1962 traf er auf Peter Kowald (b), der ihn vom Swing und Bop in eine freiere Art des Jazz' führte. Mit verschiedenen Schlagzeugern spielten Brötzmann und Kowald zuerst Kompositionen von Ornette Coleman und Charles Mingus nach, ehe sie John Cage, Karlheinz Stockhausen oder David Tudor die musikalische Freiheit entdeckten.
An der Seite von Don Cherry (p-tp) und Steve Lacy (ss) vollzogen Brötzmann und Kowald Mitte der 1960 Jahre endgültig den Schritt in Richtung Free Jazz. Später erschien mit "The Inexplicable Flyswatter/Works On Paper 1959-1964" (Atavistic, 2003) ein Buch und eine CD über die Ur-Zeit von Peter Brötzmann als Musiker.
Das Buch enthält rund 50 Reproduktionen von Brötzmanns Cover-Gestaltungen, Posters sowie von anderen Kunstwerken, dazu Interviews mit und Artikel über Peter Brötzmann. Die CD/CD-ROM zeigt Brötzmann in Trio- und Quartettaufnahmen von 1963/65 sowie in einer Fluxus-Performance aus der selben Zeit.

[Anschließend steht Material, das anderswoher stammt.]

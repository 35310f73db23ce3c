use ratatui::layout::{Constraint, Direction, Layout, Rect};
use ratatui::style::{Color, Modifier, Style};
use ratatui::widgets::{Block, Borders, Cell, Row, Table};
use ratatui::Frame;

use chrono::Utc;

use fe_core::catalog::{self, ReportModule};
use fe_core::entitlement::evaluate;

use crate::app::App;

/// Tab 7: report builder. Premium modules stay listed but refuse to toggle
/// on a free plan.
pub fn render(frame: &mut Frame, app: &App, area: Rect) {
    let chunks = Layout::default()
        .direction(Direction::Vertical)
        .constraints([Constraint::Length(12), Constraint::Min(0)])
        .split(area);

    let header = Row::new(vec![
        Cell::from(""),
        Cell::from("Module"),
        Cell::from("Description"),
        Cell::from("Pages"),
        Cell::from(""),
    ])
    .style(
        Style::default()
            .fg(Color::Yellow)
            .add_modifier(Modifier::BOLD),
    );

    let tier = app.tier();
    let rows: Vec<Row> = ReportModule::ALL
        .iter()
        .enumerate()
        .map(|(i, m)| {
            let check = if app.reports.contains(*m) { "[x]" } else { "[ ]" };
            let badge = if !evaluate(tier, m).is_open() {
                Cell::from("Pro").style(Style::default().fg(Color::Yellow))
            } else {
                Cell::from("")
            };
            let row = Row::new(vec![
                Cell::from(check),
                Cell::from(m.name()),
                Cell::from(m.description()),
                Cell::from(m.pages().to_string()),
                badge,
            ]);
            if i == app.selected_index {
                row.style(Style::default().bg(Color::DarkGray))
            } else {
                row
            }
        })
        .collect();

    let widths = [
        Constraint::Length(4),
        Constraint::Length(22),
        Constraint::Min(30),
        Constraint::Length(6),
        Constraint::Length(4),
    ];
    let table = Table::new(rows, widths)
        .header(header)
        .block(Block::default().borders(Borders::ALL).title(format!(
            " Report Modules  {} selected, ~{} pages ",
            app.reports.modules().len(),
            app.reports.total_pages()
        )));
    frame.render_widget(table, chunks[0]);

    let now = Utc::now();
    let history: Vec<Row> = catalog::previous_reports()
        .into_iter()
        .map(|r| {
            Row::new(vec![
                Cell::from(r.name),
                Cell::from(r.age_label(now)),
                Cell::from(format!("{} modules", r.modules)),
                Cell::from(format!("{} pages", r.pages)),
            ])
        })
        .collect();
    let widths = [
        Constraint::Min(30),
        Constraint::Length(12),
        Constraint::Length(12),
        Constraint::Length(10),
    ];
    let table = Table::new(history, widths)
        .block(Block::default().borders(Borders::ALL).title(" Previous Reports "));
    frame.render_widget(table, chunks[1]);
}
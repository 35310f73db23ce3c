use uuid::Uuid;

/// Generate a trace ID (32 hex characters).
pub fn generate_trace_id() -> String {
    Uuid::new_v4().as_simple().to_string()
}

/// Generate a span ID (16 hex characters).
pub fn generate_span_id() -> String {
    Uuid::new_v4().as_simple().to_string()[..16].to_string()
}

/// Create a named span for one user-level operation (a CLI subcommand, a
/// headless TUI command), returning the span and its trace ID.
pub fn create_operation_span(operation: &str) -> (tracing::Span, String) {
    let trace_id = generate_trace_id();
    let span_id = generate_span_id();
    let span = tracing::info_span!(
        "operation",
        trace_id = %trace_id,
        span_id = %span_id,
        operation = %operation,
    );
    (span, trace_id)
}

/// Create a child span under an existing trace ID.
pub fn create_child_span(trace_id: &str, operation: &str) -> tracing::Span {
    let span_id = generate_span_id();
    tracing::info_span!(
        "operation",
        trace_id = %trace_id,
        span_id = %span_id,
        operation = %operation,
    )
}

#[cfg(test)]
mod tests {
    use super::*;

    #[test]
    fn trace_id_format() {
        let id = generate_trace_id();
        assert_eq!(id.len(), 32);
        assert!(id.chars().all(|c| c.is_ascii_hexdigit()));
    }

    #[test]
    fn span_id_format() {
        let id = generate_span_id();
        assert_eq!(id.len(), 16);
        assert!(id.chars().all(|c| c.is_ascii_hexdigit()));
    }

    #[test]
    fn ids_are_unique() {
        assert_ne!(generate_trace_id(), generate_trace_id());
    }

    #[test]
    fn operation_span_creation() {
        let (span, trace_id) = create_operation_span("render_chart");
        assert_eq!(trace_id.len(), 32);
        let _guard = span.enter();
    }

    #[test]
    fn child_span_creation() {
        let trace_id = generate_trace_id();
        let span = create_child_span(&trace_id, "build_dataset");
        let _guard = span.enter();
    }
}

Dazu kamen Quartettaufnahmen von 1965 mit Horst Prehn (as), Peter Kowald (b) und Gerd Panzer (dm). 1965 begannen Brötzmann und Kowald regelmässig mit Sven-Åke Johansson (dm, perc) zu spielen. Im Juni 1967 spielte das Peter Brötzmann Trio mit "For Adolphe Sax" (Brö, 1967) eine erste Aufnahme ein.
Eine CD-Wiederveröffentlichung (Atavistic, 2002), die im Rahmen der "Unheard Music Series" erschien, enthielt einen Bonustrack mit Fred van Hove (p) als vierten Musiker. Peter Brötzmann veröffentlichte im Verlaufe seiner langen Karriere Dutzende weiterer Trioaufnahmen (siehe Peter Brötzmann in Trioaufnahmen).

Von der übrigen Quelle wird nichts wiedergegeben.